Start of Data section

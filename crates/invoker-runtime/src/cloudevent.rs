//! CloudEvents HTTP binding.
//!
//! Supports the binary content mode, where attributes travel as `ce-` headers
//! and the body is the event data, and the structured content mode, where the
//! whole event is a JSON document. Batched mode is not supported.

use base64::Engine;
use base64::engine::general_purpose::STANDARD as BASE64;
use bytes::Bytes;
use http::HeaderMap;
use http::header::CONTENT_TYPE;
use serde_json::{Map, Value};
use std::collections::BTreeMap;
use thiserror::Error;

const HEADER_PREFIX: &str = "ce-";
const STRUCTURED_CONTENT_TYPE: &str = "application/cloudevents+json";
const BATCH_CONTENT_TYPE: &str = "application/cloudevents-batch+json";
const SUPPORTED_SPEC_VERSIONS: &[&str] = &["1.0", "0.3"];

/// Errors raised while reading a structured event from an HTTP message
#[derive(Debug, Error)]
pub enum EventParseError {
    #[error("Missing required attribute '{0}'")]
    MissingAttribute(&'static str),

    #[error("Unsupported spec version '{0}'")]
    UnsupportedSpecVersion(String),

    #[error("Header '{0}' is not valid UTF-8")]
    InvalidHeader(String),

    #[error("Batched events are not supported")]
    BatchNotSupported,

    #[error("Invalid structured event: {0}")]
    Json(#[from] serde_json::Error),

    #[error("Invalid structured event: {0}")]
    Invalid(String),

    #[error("Invalid base64 data: {0}")]
    Base64(#[from] base64::DecodeError),
}

/// A CloudEvents event
#[derive(Debug, Clone, Default, PartialEq, Eq)]
pub struct StructuredEvent {
    pub id: String,
    pub source: String,
    pub spec_version: String,
    pub ty: String,
    pub data_content_type: Option<String>,
    pub data_schema: Option<String>,
    pub subject: Option<String>,
    pub time: Option<String>,
    pub extensions: BTreeMap<String, String>,
    pub data: Option<Bytes>,
}

impl StructuredEvent {
    /// Read an event from the headers and body of an HTTP message
    pub fn from_http(headers: &HeaderMap, body: Bytes) -> Result<Self, EventParseError> {
        let content_type = headers
            .get(CONTENT_TYPE)
            .and_then(|v| v.to_str().ok())
            .unwrap_or_default();

        if content_type.starts_with(BATCH_CONTENT_TYPE) {
            return Err(EventParseError::BatchNotSupported);
        }

        if content_type.starts_with(STRUCTURED_CONTENT_TYPE) {
            Self::from_structured(&body)
        } else {
            Self::from_binary(headers, body)
        }
    }

    /// Data interpreted as UTF-8 text
    pub fn text(&self) -> Option<&str> {
        self.data
            .as_ref()
            .and_then(|data| std::str::from_utf8(data).ok())
    }

    fn from_binary(headers: &HeaderMap, body: Bytes) -> Result<Self, EventParseError> {
        let mut event = StructuredEvent::default();

        for (name, value) in headers {
            let Some(attribute) = name.as_str().strip_prefix(HEADER_PREFIX) else {
                continue;
            };
            let value = value
                .to_str()
                .map_err(|_| EventParseError::InvalidHeader(name.to_string()))?
                .to_string();
            event.set_attribute(attribute, value);
        }

        event.data_content_type = headers
            .get(CONTENT_TYPE)
            .and_then(|v| v.to_str().ok())
            .map(String::from);

        if !body.is_empty() {
            event.data = Some(body);
        }

        event.validate()
    }

    fn from_structured(body: &[u8]) -> Result<Self, EventParseError> {
        let document: Map<String, Value> = serde_json::from_slice(body)?;
        let mut event = StructuredEvent::default();
        let mut data = None;
        let mut data_base64 = None;

        for (name, value) in document {
            match name.as_str() {
                "data" => data = Some(value),
                "data_base64" => data_base64 = Some(value),
                _ => {
                    let value = match value {
                        Value::String(s) => s,
                        Value::Null => continue,
                        other => other.to_string(),
                    };
                    event.set_attribute(&name, value);
                }
            }
        }

        event.data = match (data, data_base64) {
            (Some(_), Some(_)) => {
                return Err(EventParseError::Invalid(
                    "both 'data' and 'data_base64' are present".to_string(),
                ));
            }
            (None, Some(Value::String(encoded))) => Some(Bytes::from(BASE64.decode(encoded)?)),
            (None, Some(_)) => {
                return Err(EventParseError::Invalid(
                    "'data_base64' must be a string".to_string(),
                ));
            }
            (Some(Value::Null), None) | (None, None) => None,
            (Some(Value::String(text)), None) if !event.has_json_data() => {
                Some(Bytes::from(text.into_bytes()))
            }
            (Some(value), None) => Some(Bytes::from(serde_json::to_vec(&value)?)),
        };

        event.validate()
    }

    fn set_attribute(&mut self, name: &str, value: String) {
        match name {
            "id" => self.id = value,
            "source" => self.source = value,
            "specversion" => self.spec_version = value,
            "type" => self.ty = value,
            "datacontenttype" => self.data_content_type = Some(value),
            "dataschema" | "schemaurl" => self.data_schema = Some(value),
            "subject" => self.subject = Some(value),
            "time" => self.time = Some(value),
            _ => {
                self.extensions.insert(name.to_string(), value);
            }
        }
    }

    fn has_json_data(&self) -> bool {
        match self.data_content_type.as_deref() {
            None => true,
            Some(ct) => ct.starts_with("application/json") || ct.contains("+json"),
        }
    }

    fn validate(self) -> Result<Self, EventParseError> {
        if self.spec_version.is_empty() {
            return Err(EventParseError::MissingAttribute("specversion"));
        }
        if !SUPPORTED_SPEC_VERSIONS.contains(&self.spec_version.as_str()) {
            return Err(EventParseError::UnsupportedSpecVersion(self.spec_version));
        }
        if self.id.is_empty() {
            return Err(EventParseError::MissingAttribute("id"));
        }
        if self.source.is_empty() {
            return Err(EventParseError::MissingAttribute("source"));
        }
        if self.ty.is_empty() {
            return Err(EventParseError::MissingAttribute("type"));
        }
        Ok(self)
    }
}

#[cfg(test)]
mod tests {
    use super::*;
    use http::HeaderValue;

    fn binary_headers() -> HeaderMap {
        let mut headers = HeaderMap::new();
        headers.insert("ce-id", HeaderValue::from_static("evt-1"));
        headers.insert("ce-source", HeaderValue::from_static("/orders"));
        headers.insert("ce-specversion", HeaderValue::from_static("1.0"));
        headers.insert("ce-type", HeaderValue::from_static("order.created"));
        headers.insert("ce-tenant", HeaderValue::from_static("acme"));
        headers.insert(CONTENT_TYPE, HeaderValue::from_static("text/plain"));
        headers
    }

    #[test]
    fn test_binary_mode_keeps_body_bytes() {
        let body = Bytes::from_static(b"\x00\x01 raw \xff");
        let event = StructuredEvent::from_http(&binary_headers(), body.clone()).unwrap();

        assert_eq!(event.id, "evt-1");
        assert_eq!(event.source, "/orders");
        assert_eq!(event.ty, "order.created");
        assert_eq!(event.data_content_type.as_deref(), Some("text/plain"));
        assert_eq!(event.extensions["tenant"], "acme");
        assert_eq!(event.data, Some(body));
    }

    #[test]
    fn test_binary_mode_requires_attributes() {
        let mut headers = binary_headers();
        headers.remove("ce-type");

        let err = StructuredEvent::from_http(&headers, Bytes::new()).unwrap_err();
        assert!(matches!(err, EventParseError::MissingAttribute("type")));
    }

    #[test]
    fn test_structured_mode_json_data() {
        let mut headers = HeaderMap::new();
        headers.insert(
            CONTENT_TYPE,
            HeaderValue::from_static("application/cloudevents+json; charset=utf-8"),
        );
        let body = br#"{
            "specversion": "1.0",
            "id": "42",
            "source": "/sensors",
            "type": "reading",
            "datacontenttype": "application/json",
            "data": {"celsius": 21}
        }"#;

        let event = StructuredEvent::from_http(&headers, Bytes::from_static(body)).unwrap();
        assert_eq!(event.id, "42");
        assert_eq!(event.text(), Some(r#"{"celsius":21}"#));
    }

    #[test]
    fn test_structured_mode_base64_data() {
        let mut headers = HeaderMap::new();
        headers.insert(
            CONTENT_TYPE,
            HeaderValue::from_static("application/cloudevents+json"),
        );
        let body = br#"{"specversion":"1.0","id":"7","source":"s","type":"t","data_base64":"aGVsbG8="}"#;

        let event = StructuredEvent::from_http(&headers, Bytes::from_static(body)).unwrap();
        assert_eq!(event.text(), Some("hello"));
    }

    #[test]
    fn test_unsupported_spec_version() {
        let mut headers = binary_headers();
        headers.insert("ce-specversion", HeaderValue::from_static("2.0"));

        let err = StructuredEvent::from_http(&headers, Bytes::new()).unwrap_err();
        assert!(matches!(err, EventParseError::UnsupportedSpecVersion(v) if v == "2.0"));
    }

    #[test]
    fn test_batch_mode_rejected() {
        let mut headers = HeaderMap::new();
        headers.insert(
            CONTENT_TYPE,
            HeaderValue::from_static("application/cloudevents-batch+json"),
        );

        let err = StructuredEvent::from_http(&headers, Bytes::from_static(b"[]")).unwrap_err();
        assert!(matches!(err, EventParseError::BatchNotSupported));
    }
}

End of Data section

- [Try it]:
I'd like the number of lines above that contain the word "plain", and nothing besides that number.

- [Answer space]:
2